Work instruction: Would you please retype the records that follow, word for word?

Dataset records:
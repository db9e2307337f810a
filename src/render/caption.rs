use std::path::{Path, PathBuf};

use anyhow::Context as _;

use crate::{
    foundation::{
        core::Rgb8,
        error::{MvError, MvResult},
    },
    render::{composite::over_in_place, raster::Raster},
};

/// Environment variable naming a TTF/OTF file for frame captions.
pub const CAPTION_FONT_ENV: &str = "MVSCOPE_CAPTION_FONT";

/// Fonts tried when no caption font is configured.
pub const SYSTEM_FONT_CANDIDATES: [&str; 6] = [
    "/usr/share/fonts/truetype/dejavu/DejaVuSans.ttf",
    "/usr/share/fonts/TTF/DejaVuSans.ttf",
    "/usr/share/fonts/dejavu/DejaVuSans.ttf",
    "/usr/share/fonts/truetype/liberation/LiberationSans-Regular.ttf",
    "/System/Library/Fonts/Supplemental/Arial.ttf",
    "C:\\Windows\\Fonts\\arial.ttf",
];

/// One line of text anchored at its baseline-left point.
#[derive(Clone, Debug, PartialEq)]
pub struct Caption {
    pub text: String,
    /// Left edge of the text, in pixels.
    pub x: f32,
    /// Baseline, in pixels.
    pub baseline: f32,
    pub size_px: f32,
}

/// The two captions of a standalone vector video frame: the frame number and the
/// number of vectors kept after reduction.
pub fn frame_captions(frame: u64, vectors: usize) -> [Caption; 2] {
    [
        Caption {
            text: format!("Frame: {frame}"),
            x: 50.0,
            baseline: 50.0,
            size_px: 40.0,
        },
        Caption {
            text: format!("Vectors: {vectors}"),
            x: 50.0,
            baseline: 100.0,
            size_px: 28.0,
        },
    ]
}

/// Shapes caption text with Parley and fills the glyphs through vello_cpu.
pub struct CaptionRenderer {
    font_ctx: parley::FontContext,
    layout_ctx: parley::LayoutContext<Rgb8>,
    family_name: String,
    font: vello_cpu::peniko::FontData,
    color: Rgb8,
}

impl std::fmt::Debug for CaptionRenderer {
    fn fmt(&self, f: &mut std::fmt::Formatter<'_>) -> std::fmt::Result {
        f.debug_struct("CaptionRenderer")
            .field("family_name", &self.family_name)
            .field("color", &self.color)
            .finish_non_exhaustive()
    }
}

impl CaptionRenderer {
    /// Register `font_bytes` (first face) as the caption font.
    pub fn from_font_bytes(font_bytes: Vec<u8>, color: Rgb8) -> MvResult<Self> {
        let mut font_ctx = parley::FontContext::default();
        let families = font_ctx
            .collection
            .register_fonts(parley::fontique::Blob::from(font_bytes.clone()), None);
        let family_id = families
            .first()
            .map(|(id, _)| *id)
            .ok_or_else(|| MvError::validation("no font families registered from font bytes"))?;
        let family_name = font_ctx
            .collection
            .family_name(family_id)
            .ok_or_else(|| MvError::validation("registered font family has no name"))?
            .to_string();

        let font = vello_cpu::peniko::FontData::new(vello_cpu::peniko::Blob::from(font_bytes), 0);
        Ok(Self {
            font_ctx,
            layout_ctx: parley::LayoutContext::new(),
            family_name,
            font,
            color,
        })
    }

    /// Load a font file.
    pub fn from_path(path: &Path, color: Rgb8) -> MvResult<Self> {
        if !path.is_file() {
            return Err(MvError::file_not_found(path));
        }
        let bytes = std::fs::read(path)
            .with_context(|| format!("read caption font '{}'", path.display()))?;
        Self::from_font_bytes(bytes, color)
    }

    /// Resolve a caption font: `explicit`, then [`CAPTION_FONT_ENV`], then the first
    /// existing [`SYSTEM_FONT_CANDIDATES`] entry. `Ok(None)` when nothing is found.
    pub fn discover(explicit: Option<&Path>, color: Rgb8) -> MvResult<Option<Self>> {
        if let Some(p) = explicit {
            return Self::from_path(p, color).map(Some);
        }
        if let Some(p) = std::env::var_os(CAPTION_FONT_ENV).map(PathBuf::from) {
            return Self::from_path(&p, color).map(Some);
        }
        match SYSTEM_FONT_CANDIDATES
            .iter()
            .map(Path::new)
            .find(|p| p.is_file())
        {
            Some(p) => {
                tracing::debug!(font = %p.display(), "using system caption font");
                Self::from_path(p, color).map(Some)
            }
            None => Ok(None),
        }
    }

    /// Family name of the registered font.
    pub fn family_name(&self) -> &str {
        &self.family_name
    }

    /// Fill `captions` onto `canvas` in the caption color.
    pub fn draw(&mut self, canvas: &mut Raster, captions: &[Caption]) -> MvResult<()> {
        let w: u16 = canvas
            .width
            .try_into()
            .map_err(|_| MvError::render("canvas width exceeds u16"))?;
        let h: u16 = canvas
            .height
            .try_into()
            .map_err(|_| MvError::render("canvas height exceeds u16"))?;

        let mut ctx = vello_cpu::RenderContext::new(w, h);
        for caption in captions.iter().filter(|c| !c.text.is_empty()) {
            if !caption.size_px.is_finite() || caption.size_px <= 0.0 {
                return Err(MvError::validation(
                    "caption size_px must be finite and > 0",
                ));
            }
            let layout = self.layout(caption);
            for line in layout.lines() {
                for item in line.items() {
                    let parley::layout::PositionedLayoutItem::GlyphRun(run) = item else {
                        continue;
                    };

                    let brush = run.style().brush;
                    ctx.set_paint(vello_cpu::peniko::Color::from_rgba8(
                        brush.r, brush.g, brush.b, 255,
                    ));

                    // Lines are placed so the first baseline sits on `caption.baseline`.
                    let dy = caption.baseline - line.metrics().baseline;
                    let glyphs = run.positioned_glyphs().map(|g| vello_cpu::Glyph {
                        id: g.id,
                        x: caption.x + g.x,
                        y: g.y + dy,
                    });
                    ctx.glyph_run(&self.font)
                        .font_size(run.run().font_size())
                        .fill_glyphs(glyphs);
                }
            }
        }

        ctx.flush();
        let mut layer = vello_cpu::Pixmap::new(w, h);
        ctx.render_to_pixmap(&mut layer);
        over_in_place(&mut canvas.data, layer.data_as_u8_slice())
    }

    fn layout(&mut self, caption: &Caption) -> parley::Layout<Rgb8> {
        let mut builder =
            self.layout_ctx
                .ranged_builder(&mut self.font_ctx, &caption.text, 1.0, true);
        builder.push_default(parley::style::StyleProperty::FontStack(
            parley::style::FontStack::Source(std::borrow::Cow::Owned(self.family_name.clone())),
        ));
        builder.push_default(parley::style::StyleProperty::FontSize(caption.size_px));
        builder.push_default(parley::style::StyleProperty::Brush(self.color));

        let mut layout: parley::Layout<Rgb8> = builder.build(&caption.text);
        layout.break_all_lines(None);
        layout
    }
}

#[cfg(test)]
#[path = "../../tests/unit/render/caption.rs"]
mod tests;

Response to the exercise:
repository db9e2307337f810a
filename src/render/caption.rs
use std::path::{Path, PathBuf};

use anyhow::Context as _;

use crate::{
    foundation::{
        core::Rgb8,
        error::{MvError, MvResult},
    },
    render::{composite::over_in_place, raster::Raster},
};

/// Environment variable naming a TTF/OTF file for frame captions.
pub const CAPTION_FONT_ENV: &str = "MVSCOPE_CAPTION_FONT";

/// Fonts tried when no caption font is configured.
pub const SYSTEM_FONT_CANDIDATES: [&str; 6] = [
    "/usr/share/fonts/truetype/dejavu/DejaVuSans.ttf",
    "/usr/share/fonts/TTF/DejaVuSans.ttf",
    "/usr/share/fonts/dejavu/DejaVuSans.ttf",
    "/usr/share/fonts/truetype/liberation/LiberationSans-Regular.ttf",
    "/System/Library/Fonts/Supplemental/Arial.ttf",
    "C:\\Windows\\Fonts\\arial.ttf",
];

/// One line of text anchored at its baseline-left point.
#[derive(Clone, Debug, PartialEq)]
pub struct Caption {
    pub text: String,
    /// Left edge of the text, in pixels.
    pub x: f32,
    /// Baseline, in pixels.
    pub baseline: f32,
    pub size_px: f32,
}

/// The two captions of a standalone vector video frame: the frame number and the
/// number of vectors kept after reduction.
pub fn frame_captions(frame: u64, vectors: usize) -> [Caption; 2] {
    [
        Caption {
            text: format!("Frame: {frame}"),
            x: 50.0,
            baseline: 50.0,
            size_px: 40.0,
        },
        Caption {
            text: format!("Vectors: {vectors}"),
            x: 50.0,
            baseline: 100.0,
            size_px: 28.0,
        },
    ]
}

/// Shapes caption text with Parley and fills the glyphs through vello_cpu.
pub struct CaptionRenderer {
    font_ctx: parley::FontContext,
    layout_ctx: parley::LayoutContext<Rgb8>,
    family_name: String,
    font: vello_cpu::peniko::FontData,
    color: Rgb8,
}

impl std::fmt::Debug for CaptionRenderer {
    fn fmt(&self, f: &mut std::fmt::Formatter<'_>) -> std::fmt::Result {
        f.debug_struct("CaptionRenderer")
            .field("family_name", &self.family_name)
            .field("color", &self.color)
            .finish_non_exhaustive()
    }
}

impl CaptionRenderer {
    /// Register `font_bytes` (first face) as the caption font.
    pub fn from_font_bytes(font_bytes: Vec<u8>, color: Rgb8) -> MvResult<Self> {
        let mut font_ctx = parley::FontContext::default();
        let families = font_ctx
            .collection
            .register_fonts(parley::fontique::Blob::from(font_bytes.clone()), None);
        let family_id = families
            .first()
            .map(|(id, _)| *id)
            .ok_or_else(|| MvError::validation("no font families registered from font bytes"))?;
        let family_name = font_ctx
            .collection
            .family_name(family_id)
            .ok_or_else(|| MvError::validation("registered font family has no name"))?
            .to_string();

        let font = vello_cpu::peniko::FontData::new(vello_cpu::peniko::Blob::from(font_bytes), 0);
        Ok(Self {
            font_ctx,
            layout_ctx: parley::LayoutContext::new(),
            family_name,
            font,
            color,
        })
    }

    /// Load a font file.
    pub fn from_path(path: &Path, color: Rgb8) -> MvResult<Self> {
        if !path.is_file() {
            return Err(MvError::file_not_found(path));
        }
        let bytes = std::fs::read(path)
            .with_context(|| format!("read caption font '{}'", path.display()))?;
        Self::from_font_bytes(bytes, color)
    }

    /// Resolve a caption font: `explicit`, then [`CAPTION_FONT_ENV`], then the first
    /// existing [`SYSTEM_FONT_CANDIDATES`] entry. `Ok(None)` when nothing is found.
    pub fn discover(explicit: Option<&Path>, color: Rgb8) -> MvResult<Option<Self>> {
        if let Some(p) = explicit {
            return Self::from_path(p, color).map(Some);
        }
        if let Some(p) = std::env::var_os(CAPTION_FONT_ENV).map(PathBuf::from) {
            return Self::from_path(&p, color).map(Some);
        }
        match SYSTEM_FONT_CANDIDATES
            .iter()
            .map(Path::new)
            .find(|p| p.is_file())
        {
            Some(p) => {
                tracing::debug!(font = %p.display(), "using system caption font");
                Self::from_path(p, color).map(Some)
            }
            None => Ok(None),
        }
    }

    /// Family name of the registered font.
    pub fn family_name(&self) -> &str {
        &self.family_name
    }

    /// Fill `captions` onto `canvas` in the caption color.
    pub fn draw(&mut self, canvas: &mut Raster, captions: &[Caption]) -> MvResult<()> {
        let w: u16 = canvas
            .width
            .try_into()
            .map_err(|_| MvError::render("canvas width exceeds u16"))?;
        let h: u16 = canvas
            .height
            .try_into()
            .map_err(|_| MvError::render("canvas height exceeds u16"))?;

        let mut ctx = vello_cpu::RenderContext::new(w, h);
        for caption in captions.iter().filter(|c| !c.text.is_empty()) {
            if !caption.size_px.is_finite() || caption.size_px <= 0.0 {
                return Err(MvError::validation(
                    "caption size_px must be finite and > 0",
                ));
            }
            let layout = self.layout(caption);
            for line in layout.lines() {
                for item in line.items() {
                    let parley::layout::PositionedLayoutItem::GlyphRun(run) = item else {
                        continue;
                    };

                    let brush = run.style().brush;
                    ctx.set_paint(vello_cpu::peniko::Color::from_rgba8(
                        brush.r, brush.g, brush.b, 255,
                    ));

                    // Lines are placed so the first baseline sits on `caption.baseline`.
                    let dy = caption.baseline - line.metrics().baseline;
                    let glyphs = run.positioned_glyphs().map(|g| vello_cpu::Glyph {
                        id: g.id,
                        x: caption.x + g.x,
                        y: g.y + dy,
                    });
                    ctx.glyph_run(&self.font)
                        .font_size(run.run().font_size())
                        .fill_glyphs(glyphs);
                }
            }
        }

        ctx.flush();
        let mut layer = vello_cpu::Pixmap::new(w, h);
        ctx.render_to_pixmap(&mut layer);
        over_in_place(&mut canvas.data, layer.data_as_u8_slice())
    }

    fn layout(&mut self, caption: &Caption) -> parley::Layout<Rgb8> {
        let mut builder =
            self.layout_ctx
                .ranged_builder(&mut self.font_ctx, &caption.text, 1.0, true);
        builder.push_default(parley::style::StyleProperty::FontStack(
            parley::style::FontStack::Source(std::borrow::Cow::Owned(self.family_name.clone())),
        ));
        builder.push_default(parley::style::StyleProperty::FontSize(caption.size_px));
        builder.push_default(parley::style::StyleProperty::Brush(self.color));

        let mut layout: parley::Layout<Rgb8> = builder.build(&caption.text);
        layout.break_all_lines(None);
        layout
    }
}

#[cfg(test)]
#[path = "../../tests/unit/render/caption.rs"]
mod tests;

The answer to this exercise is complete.